Valuing startups is an ‘art’ whose mastery has proven to escape most who engage in it. Only 30% of venture investment portfolios yield a reasonable profit. And no matter what anyone says and whatever you’ve heard, there is simply no way to predict which startups will grow to become the next unicorns. Not even the legendary Marc Andressen can tell you that. And why then, you might ask, are so many people engaged in this fool’s errand?

A simple answer might be just for the thrill of it. It’s the same thrill that pushes millions to try their luck at the lottery.

You see, much like the lottery, the industry that is venture investment is built on a lie. A lie that both investors and entrepreneurs tell themselves to justify thousands of millions of dollars going into an enterprise that has yet to yield a dollar in profit or even have a working prototype.

The lie is: the venture is one day, maybe years or even decades later going to pay off. One day the exit price is going to justify the millions of investments and years of patience. Investors do not see this ploy as a lie or a fool’s errand, rather, a very clever bet, one that is going to make millions of them.

Seed stage startups are by every reasonable metric or methodology worth less than zero. With no product release, regardless of the number of rounds they’ve raised, there is no certainty that they will ever become valuable. They will just keep losing money until a product is released.

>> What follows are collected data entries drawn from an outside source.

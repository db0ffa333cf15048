use std::fmt;

use serde::{Deserialize, Serialize};
use uuid::Uuid;

use crate::domain::framework::SalesFramework;
use crate::domain::tenant::{TenantConfig, TenantId};

/// Score every conversation starts from before the first evaluation.
pub const INITIAL_QUALIFICATION_SCORE: u8 = 50;
pub const MAX_QUALIFICATION_SCORE: u8 = 100;

#[derive(Clone, Debug, PartialEq, Eq, Hash, Serialize, Deserialize)]
pub struct ConversationId(pub String);

impl ConversationId {
    pub fn generate() -> Self {
        Self(Uuid::new_v4().to_string())
    }
}

#[derive(Clone, Copy, Debug, PartialEq, Eq, Serialize, Deserialize)]
#[serde(rename_all = "snake_case")]
pub enum Speaker {
    Human,
    Agent,
}

#[derive(Clone, Debug, PartialEq, Eq, Serialize, Deserialize)]
pub struct Turn {
    pub speaker: Speaker,
    pub text: String,
}

impl Turn {
    pub fn human(text: impl Into<String>) -> Self {
        Self { speaker: Speaker::Human, text: text.into() }
    }

    pub fn agent(text: impl Into<String>) -> Self {
        Self { speaker: Speaker::Agent, text: text.into() }
    }
}

/// Transition label the engine reads to pick the next stage, plus the terminal markers.
#[derive(Clone, Copy, Debug, PartialEq, Eq, Serialize, Deserialize)]
#[serde(rename_all = "snake_case")]
pub enum NextAction {
    ContinueQuestions,
    ScheduleDemo,
    GeneratePayment,
    FollowUp,
    MakeDecision,
    Scheduled,
    PaymentSent,
    FollowUpSent,
}

impl NextAction {
    pub fn as_str(&self) -> &'static str {
        match self {
            Self::ContinueQuestions => "continue_questions",
            Self::ScheduleDemo => "schedule_demo",
            Self::GeneratePayment => "generate_payment",
            Self::FollowUp => "follow_up",
            Self::MakeDecision => "make_decision",
            Self::Scheduled => "scheduled",
            Self::PaymentSent => "payment_sent",
            Self::FollowUpSent => "follow_up_sent",
        }
    }

    pub fn is_terminal(&self) -> bool {
        matches!(self, Self::Scheduled | Self::PaymentSent | Self::FollowUpSent)
    }
}

impl fmt::Display for NextAction {
    fn fmt(&self, f: &mut fmt::Formatter<'_>) -> fmt::Result {
        f.write_str(self.as_str())
    }
}

#[derive(Clone, Copy, Debug, PartialEq, Eq)]
pub enum Criterion {
    Budget,
    Authority,
    Need,
    Timeline,
}

/// BANT-style qualification flags. Flags only ever move from false to true.
#[derive(Clone, Copy, Debug, Default, PartialEq, Eq, Serialize, Deserialize)]
pub struct QualificationFlags {
    budget: bool,
    authority: bool,
    need: bool,
    timeline: bool,
}

impl QualificationFlags {
    pub fn mark(&mut self, criterion: Criterion) {
        match criterion {
            Criterion::Budget => self.budget = true,
            Criterion::Authority => self.authority = true,
            Criterion::Need => self.need = true,
            Criterion::Timeline => self.timeline = true,
        }
    }

    pub fn is_met(&self, criterion: Criterion) -> bool {
        match criterion {
            Criterion::Budget => self.budget,
            Criterion::Authority => self.authority,
            Criterion::Need => self.need,
            Criterion::Timeline => self.timeline,
        }
    }

    pub fn budget_qualified(&self) -> bool {
        self.budget
    }

    pub fn authority_qualified(&self) -> bool {
        self.authority
    }

    pub fn need_qualified(&self) -> bool {
        self.need
    }

    pub fn timeline_qualified(&self) -> bool {
        self.timeline
    }
}

#[derive(Clone, Debug, Default, PartialEq, Eq, Serialize, Deserialize)]
pub struct ContactInfo {
    pub email: Option<String>,
    pub phone: Option<String>,
}

#[derive(Clone, Debug, Default, PartialEq, Eq, Serialize, Deserialize)]
pub struct CustomerInfo {
    pub name: Option<String>,
    pub company: Option<String>,
    pub industry: Option<String>,
}

/// The mutable record threaded through every stage of one conversation run.
#[derive(Clone, Debug, PartialEq, Serialize, Deserialize)]
pub struct ConversationState {
    pub conversation_id: ConversationId,
    pub tenant_id: TenantId,
    tenant_config: TenantConfig,
    pub customer_name: Option<String>,
    pub company: Option<String>,
    pub industry: Option<String>,
    pub contact: ContactInfo,
    pub framework: Option<SalesFramework>,
    pub next_action: Option<NextAction>,
    turns: Vec<Turn>,
    qualification_score: u8,
    questions_asked: Vec<String>,
    customer_responses: Vec<String>,
    flags: QualificationFlags,
    needs_identified: Vec<String>,
}

impl ConversationState {
    pub fn new(tenant_config: TenantConfig) -> Self {
        Self {
            conversation_id: ConversationId::generate(),
            tenant_id: tenant_config.tenant_id(),
            tenant_config,
            customer_name: None,
            company: None,
            industry: None,
            contact: ContactInfo::default(),
            framework: None,
            next_action: None,
            turns: Vec::new(),
            qualification_score: INITIAL_QUALIFICATION_SCORE,
            questions_asked: Vec::new(),
            customer_responses: Vec::new(),
            flags: QualificationFlags::default(),
            needs_identified: Vec::new(),
        }
    }

    pub fn with_initial_message(tenant_config: TenantConfig, message: impl Into<String>) -> Self {
        let mut state = Self::new(tenant_config);
        state.push_human(message);
        state
    }

    /// Tenant settings fixed at creation for the whole conversation.
    pub fn tenant_config(&self) -> &TenantConfig {
        &self.tenant_config
    }

    pub fn turns(&self) -> &[Turn] {
        &self.turns
    }

    pub fn push_human(&mut self, text: impl Into<String>) {
        self.turns.push(Turn::human(text));
    }

    pub fn push_agent(&mut self, text: impl Into<String>) {
        self.turns.push(Turn::agent(text));
    }

    pub fn latest_human_text(&self) -> Option<&str> {
        self.turns
            .iter()
            .rev()
            .find(|turn| turn.speaker == Speaker::Human)
            .map(|turn| turn.text.as_str())
    }

    pub fn human_turn_count(&self) -> usize {
        self.turns.iter().filter(|turn| turn.speaker == Speaker::Human).count()
    }

    pub fn agent_turn_count(&self) -> usize {
        self.turns.iter().filter(|turn| turn.speaker == Speaker::Agent).count()
    }

    pub fn qualification_score(&self) -> u8 {
        self.qualification_score
    }

    pub fn set_qualification_score(&mut self, score: u8) {
        self.qualification_score = score.min(MAX_QUALIFICATION_SCORE);
    }

    pub fn questions_asked(&self) -> &[String] {
        &self.questions_asked
    }

    pub fn has_asked(&self, question: &str) -> bool {
        self.questions_asked.iter().any(|asked| asked == question)
    }

    /// Records a question in ask order. Returns false if it was already asked.
    pub fn record_question(&mut self, question: impl Into<String>) -> bool {
        let question = question.into();
        if self.has_asked(&question) {
            return false;
        }
        self.questions_asked.push(question);
        true
    }

    pub fn customer_responses(&self) -> &[String] {
        &self.customer_responses
    }

    pub fn recent_responses(&self, count: usize) -> &[String] {
        let start = self.customer_responses.len().saturating_sub(count);
        &self.customer_responses[start..]
    }

    /// Appends the latest human turn to the response log unless it is already there,
    /// keeping one entry per human turn.
    pub fn record_latest_response(&mut self) -> bool {
        if self.customer_responses.len() >= self.human_turn_count() {
            return false;
        }
        match self.latest_human_text().map(str::to_string) {
            Some(text) => {
                self.customer_responses.push(text);
                true
            }
            None => false,
        }
    }

    pub fn flags(&self) -> QualificationFlags {
        self.flags
    }

    pub fn mark_qualified(&mut self, criterion: Criterion) {
        self.flags.mark(criterion);
    }

    pub fn needs_identified(&self) -> &[String] {
        &self.needs_identified
    }

    pub fn add_need(&mut self, need: &str) -> bool {
        let need = need.trim();
        if need.is_empty() || self.needs_identified.iter().any(|known| known == need) {
            return false;
        }
        self.needs_identified.push(need.to_string());
        true
    }

    pub fn customer_info(&self) -> CustomerInfo {
        CustomerInfo {
            name: self.customer_name.clone(),
            company: self.company.clone(),
            industry: self.industry.clone(),
        }
    }
}

/// Overwrites `slot` only when `value` carries non-blank text; never clears it.
pub fn merge_non_empty(slot: &mut Option<String>, value: Option<&str>) -> bool {
    match value.map(str::trim).filter(|value| !value.is_empty()) {
        Some(value) => {
            *slot = Some(value.to_string());
            true
        }
        None => false,
    }
}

Moreover, there is no certainty that the product once launched will be a hit. The odds of success for a startup, no matter how revolutionary or promising, are always much lower than their chances of going bust.

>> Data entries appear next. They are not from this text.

use thiserror::Error;

use crate::{domain::tenant::TenantConfigError, flows::FlowTransitionError};

#[derive(Clone, Debug, Error, PartialEq, Eq)]
pub enum DomainError {
    #[error(transparent)]
    TenantConfig(#[from] TenantConfigError),
    #[error(transparent)]
    FlowTransition(#[from] FlowTransitionError),
    #[error("domain invariant violation: {0}")]
    InvariantViolation(String),
}

#[derive(Clone, Debug, Error, PartialEq, Eq)]
pub enum ApplicationError {
    #[error(transparent)]
    Domain(#[from] DomainError),
    #[error("inference service failure: {0}")]
    Inference(String),
    #[error("configuration failure: {0}")]
    Configuration(String),
}

#[derive(Clone, Debug, Error, PartialEq, Eq)]
pub enum InterfaceError {
    #[error("bad request: {message}")]
    BadRequest { message: String, correlation_id: String },
    #[error("service unavailable: {message}")]
    ServiceUnavailable { message: String, correlation_id: String },
    #[error("internal error: {message}")]
    Internal { message: String, correlation_id: String },
}

impl InterfaceError {
    pub fn user_message(&self) -> &'static str {
        match self {
            Self::BadRequest { .. } => {
                "The request could not be processed. Check the tenant configuration and try again."
            }
            Self::ServiceUnavailable { .. } => {
                "The assistant is temporarily unavailable. Please retry the conversation shortly."
            }
            Self::Internal { .. } => "An unexpected internal error occurred.",
        }
    }
}

impl ApplicationError {
    /// Whether the caller may retry the whole run unchanged.
    pub fn is_retryable(&self) -> bool {
        matches!(self, Self::Inference(_))
    }

    pub fn into_interface(self, correlation_id: impl Into<String>) -> InterfaceError {
        let correlation_id = correlation_id.into();
        let mut mapped = InterfaceError::from(self);
        match &mut mapped {
            InterfaceError::BadRequest { correlation_id: id, .. }
            | InterfaceError::ServiceUnavailable { correlation_id: id, .. }
            | InterfaceError::Internal { correlation_id: id, .. } => *id = correlation_id,
        }
        mapped
    }
}

impl From<ApplicationError> for InterfaceError {
    fn from(value: ApplicationError) -> Self {
        match value {
            ApplicationError::Domain(DomainError::TenantConfig(error)) => Self::BadRequest {
                message: error.to_string(),
                correlation_id: "unassigned".to_owned(),
            },
            ApplicationError::Domain(DomainError::FlowTransition(_))
            | ApplicationError::Domain(DomainError::InvariantViolation(_)) => Self::Internal {
                message: "conversation flow invariant violated".to_owned(),
                correlation_id: "unassigned".to_owned(),
            },
            ApplicationError::Inference(message) => {
                Self::ServiceUnavailable { message, correlation_id: "unassigned".to_owned() }
            }
            ApplicationError::Configuration(message) => {
                Self::Internal { message, correlation_id: "unassigned".to_owned() }
            }
        }
    }
}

The odds are not better for early-stage startups who face a harder task of proving the viability of the product and hence the business as a whole. After the product release, and regardless of the number of rounds of funding, the future of the business is wholly dependent on its scalability. ‘Growth’ is always the magic word in business, one that the whole business has to prove it can achieve.

But how many can really master the art of growing customers/users that will justify another significant round of funding? Very few, in fact by this point have given up or just went bust. Others just get stuck in limbo, with just enough users to remain marginally viable but not enough to attract more funding.

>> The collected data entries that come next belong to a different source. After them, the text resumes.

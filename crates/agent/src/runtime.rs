use std::sync::Arc;

use leadflow_core::audit::{
    AuditCategory, AuditContext, AuditEvent, AuditOutcome, AuditSink, NoopAuditSink,
};
use leadflow_core::config::EngineConfig;
use leadflow_core::domain::conversation::{
    ConversationId, ConversationState, CustomerInfo, NextAction, Turn,
};
use leadflow_core::domain::framework::SalesFramework;
use leadflow_core::domain::tenant::{TenantConfig, TenantConfigError};
use leadflow_core::errors::{ApplicationError, DomainError};
use leadflow_core::flows::{FlowEngine, FlowTransitionError, QualificationFlow, Stage, StageEvent};
use leadflow_core::routing::QualificationPolicy;
use leadflow_core::scoring::QualificationScorer;
use serde::Serialize;
use thiserror::Error;
use tracing::{debug, info, warn};

use crate::llm::LlmClient;
use crate::stages::{closing, context, decision, evaluation, framework, objection, question};

const ENGINE_ACTOR: &str = "qualification-engine";

#[derive(Debug, Error)]
pub enum EngineError {
    #[error("invalid tenant configuration: {0}")]
    Configuration(#[from] TenantConfigError),
    #[error("inference service failed during {stage}: {source}")]
    Inference {
        stage: Stage,
        #[source]
        source: anyhow::Error,
    },
    #[error(transparent)]
    Flow(#[from] FlowTransitionError),
}

impl EngineError {
    /// Stable class name for machine-readable error payloads.
    pub fn class(&self) -> &'static str {
        match self {
            Self::Configuration(_) => "tenant_config",
            Self::Inference { .. } => "inference",
            Self::Flow(_) => "flow",
        }
    }
}

impl From<EngineError> for ApplicationError {
    fn from(error: EngineError) -> Self {
        match error {
            EngineError::Configuration(error) => DomainError::from(error).into(),
            EngineError::Inference { stage, source } => {
                Self::Inference(format!("{stage}: {source:#}"))
            }
            EngineError::Flow(error) => DomainError::from(error).into(),
        }
    }
}

/// Final snapshot of one conversation run.
#[derive(Clone, Debug, PartialEq, Serialize)]
pub struct ConversationOutcome {
    pub conversation_id: ConversationId,
    pub turns: Vec<Turn>,
    pub qualification_score: u8,
    pub next_action: Option<NextAction>,
    pub customer_info: CustomerInfo,
    pub framework: Option<SalesFramework>,
    pub needs_identified: Vec<String>,
    pub questions_asked: usize,
    pub steps: u32,
    pub step_limit_reached: bool,
}

impl ConversationOutcome {
    fn from_state(state: ConversationState, steps: u32, step_limit_reached: bool) -> Self {
        Self {
            qualification_score: state.qualification_score(),
            customer_info: state.customer_info(),
            needs_identified: state.needs_identified().to_vec(),
            questions_asked: state.questions_asked().len(),
            turns: state.turns().to_vec(),
            conversation_id: state.conversation_id,
            next_action: state.next_action,
            framework: state.framework,
            steps,
            step_limit_reached,
        }
    }
}

/// Drives one conversation through the qualification flow, stage by stage.
pub struct QualificationEngine {
    llm: Arc<dyn LlmClient>,
    flow: FlowEngine<QualificationFlow>,
    policy: QualificationPolicy,
    scorer: QualificationScorer,
    config: EngineConfig,
    audit_sink: Arc<dyn AuditSink>,
}

impl QualificationEngine {
    pub fn new(llm: Arc<dyn LlmClient>) -> Self {
        Self {
            llm,
            flow: FlowEngine::default(),
            policy: QualificationPolicy::default(),
            scorer: QualificationScorer::new(),
            config: EngineConfig::default(),
            audit_sink: Arc::new(NoopAuditSink),
        }
    }

    pub fn with_config(mut self, config: EngineConfig) -> Self {
        self.config = config;
        self
    }

    pub fn with_policy(mut self, policy: QualificationPolicy) -> Self {
        self.policy = policy;
        self
    }

    pub fn with_scorer(mut self, scorer: QualificationScorer) -> Self {
        self.scorer = scorer;
        self
    }

    pub fn with_audit_sink(mut self, sink: Arc<dyn AuditSink>) -> Self {
        self.audit_sink = sink;
        self
    }

    pub async fn run_conversation(
        &self,
        initial_message: &str,
        tenant_config: TenantConfig,
    ) -> Result<ConversationOutcome, EngineError> {
        let state = ConversationState::with_initial_message(tenant_config, initial_message);
        self.run(state).await
    }

    /// Runs the flow from its initial stage over an existing state.
    pub async fn run(&self, mut state: ConversationState) -> Result<ConversationOutcome, EngineError> {
        state.tenant_config().validate()?;

        let audit = AuditContext::new(
            Some(state.conversation_id.clone()),
            Some(state.tenant_id.clone()),
            state.conversation_id.0.clone(),
            ENGINE_ACTOR,
        );
        info!(
            event_name = "engine.run.started",
            correlation_id = %state.conversation_id.0,
            tenant_id = %state.tenant_id.0,
            max_steps = self.config.max_steps,
            "conversation run started"
        );
        self.audit_sink.emit(AuditEvent::new(
            &audit,
            "conversation.started",
            AuditCategory::Ingress,
            AuditOutcome::Success,
        ));

        let mut stage = self.flow.initial_state();
        let mut steps: u32 = 0;
        let mut step_limit_reached = false;

        while stage != Stage::Terminal {
            if steps >= self.config.max_steps && !stage.is_closing() {
                warn!(
                    event_name = "engine.step_limit.reached",
                    correlation_id = %state.conversation_id.0,
                    tenant_id = %state.tenant_id.0,
                    stage = stage.as_str(),
                    steps,
                    "step limit reached; closing with follow-up"
                );
                step_limit_reached = true;
                stage = self.transition(stage, StageEvent::StepLimitReached, &audit)?;
                continue;
            }

            steps += 1;
            let score_before = state.qualification_score();
            let event = match self.execute(stage, &mut state).await {
                Ok(event) => event,
                Err(error) => {
                    self.emit_failure(&audit, stage, &error);
                    return Err(error);
                }
            };
            debug!(
                event_name = "engine.stage.completed",
                correlation_id = %state.conversation_id.0,
                stage = stage.as_str(),
                step = steps,
                score = state.qualification_score(),
                "stage completed"
            );
            let score_after = state.qualification_score();
            if score_after != score_before {
                self.audit_sink.emit(AuditEvent::score_changed(
                    &audit,
                    stage.as_str(),
                    score_before,
                    score_after,
                ));
            }
            stage = self.transition(stage, event, &audit)?;
        }

        info!(
            event_name = "engine.run.completed",
            correlation_id = %state.conversation_id.0,
            tenant_id = %state.tenant_id.0,
            steps,
            score = state.qualification_score(),
            next_action = state.next_action.map(|action| action.as_str()).unwrap_or("none"),
            step_limit_reached,
            "conversation run completed"
        );
        self.audit_sink.emit(
            AuditEvent::new(&audit, "conversation.completed", AuditCategory::Flow, AuditOutcome::Success)
                .with_metadata("steps", steps.to_string())
                .with_metadata("score", state.qualification_score().to_string())
                .with_metadata("step_limit_reached", step_limit_reached.to_string()),
        );

        Ok(ConversationOutcome::from_state(state, steps, step_limit_reached))
    }

    async fn execute(
        &self,
        stage: Stage,
        state: &mut ConversationState,
    ) -> Result<StageEvent, EngineError> {
        let llm = self.llm.as_ref();
        let inference = |source: anyhow::Error| EngineError::Inference { stage, source };

        let event = match stage {
            Stage::ContextAnalysis => context::analyze_context(llm, state).await.map_err(inference)?,
            Stage::FrameworkSelection => framework::select_framework(state)?,
            Stage::QuestionGeneration => {
                question::generate_question(llm, state).await.map_err(inference)?
            }
            Stage::ResponseEvaluation => {
                let label =
                    evaluation::evaluate_response(llm, &self.scorer, &self.policy, state)
                        .await
                        .map_err(inference)?;
                StageEvent::ResponseRouted(label)
            }
            Stage::ObjectionHandling => {
                objection::handle_objection(llm, state).await.map_err(inference)?
            }
            Stage::Decision => decision::make_decision(&self.policy, state),
            Stage::ScheduleMeeting => closing::schedule_meeting(state, &self.config),
            Stage::GeneratePayment => closing::generate_payment(state, &self.config),
            Stage::FollowUp => closing::send_follow_up(state),
            Stage::Terminal => {
                return Err(EngineError::Flow(FlowTransitionError::InvalidTransition {
                    stage,
                    event: StageEvent::ConversationClosed,
                }))
            }
        };

        Ok(event)
    }

    fn transition(
        &self,
        stage: Stage,
        event: StageEvent,
        audit: &AuditContext,
    ) -> Result<Stage, EngineError> {
        let outcome = self.flow.apply_with_audit(stage, event, self.audit_sink.as_ref(), audit)?;
        Ok(outcome.to)
    }

    fn emit_failure(&self, audit: &AuditContext, stage: Stage, error: &EngineError) {
        warn!(
            event_name = "engine.stage.failed",
            correlation_id = %audit.correlation_id,
            stage = stage.as_str(),
            error_class = error.class(),
            error = %error,
            "stage failed; aborting run"
        );
        self.audit_sink.emit(
            AuditEvent::new(audit, "stage.failed", AuditCategory::Inference, AuditOutcome::Failed)
                .with_metadata("stage", stage.as_str())
                .with_metadata("error_class", error.class()),
        );
    }
}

But this is what innovation is all about, building and inventing a lot of stuff, most of which no one really needs but few which a lot of people really want.

A Growing Enterprise

Whatever my criticisms of venture investment, it is what keeps innovation and hence technology going. Moreover, recent data indicates that the pace of startup value creation has been growing, by a lot, reaching fever pitch in 2021.

Startup equity that was very low in its early stages reached its highest last year and since maintained these heights.

Why?

Well, PitchBook cites “rising inflows of nontraditional capital to the startup market as part of the changing landscape for startup prices and the pace at which they create illiquid equity value. Larger venture capital funds are also a driving force behind the pricing dynamics uncovered by the data.”

In short, there is money in the game. This means that startups are becoming more valuable as more and more investors put faith in their viability.

Does this mean that startups are getting better at growing their customer bases, revenues and hence profits? The data doesn’t indicate so. What it shows is that success stories like Amazon, Meta, Netflix, Airbnb are pulling more investors to Silicon Valley. And as a user who has benefited a whole lot from the products that come from there, I can only cheer them on. They push the pace of innovation forward, albeit based on a lie.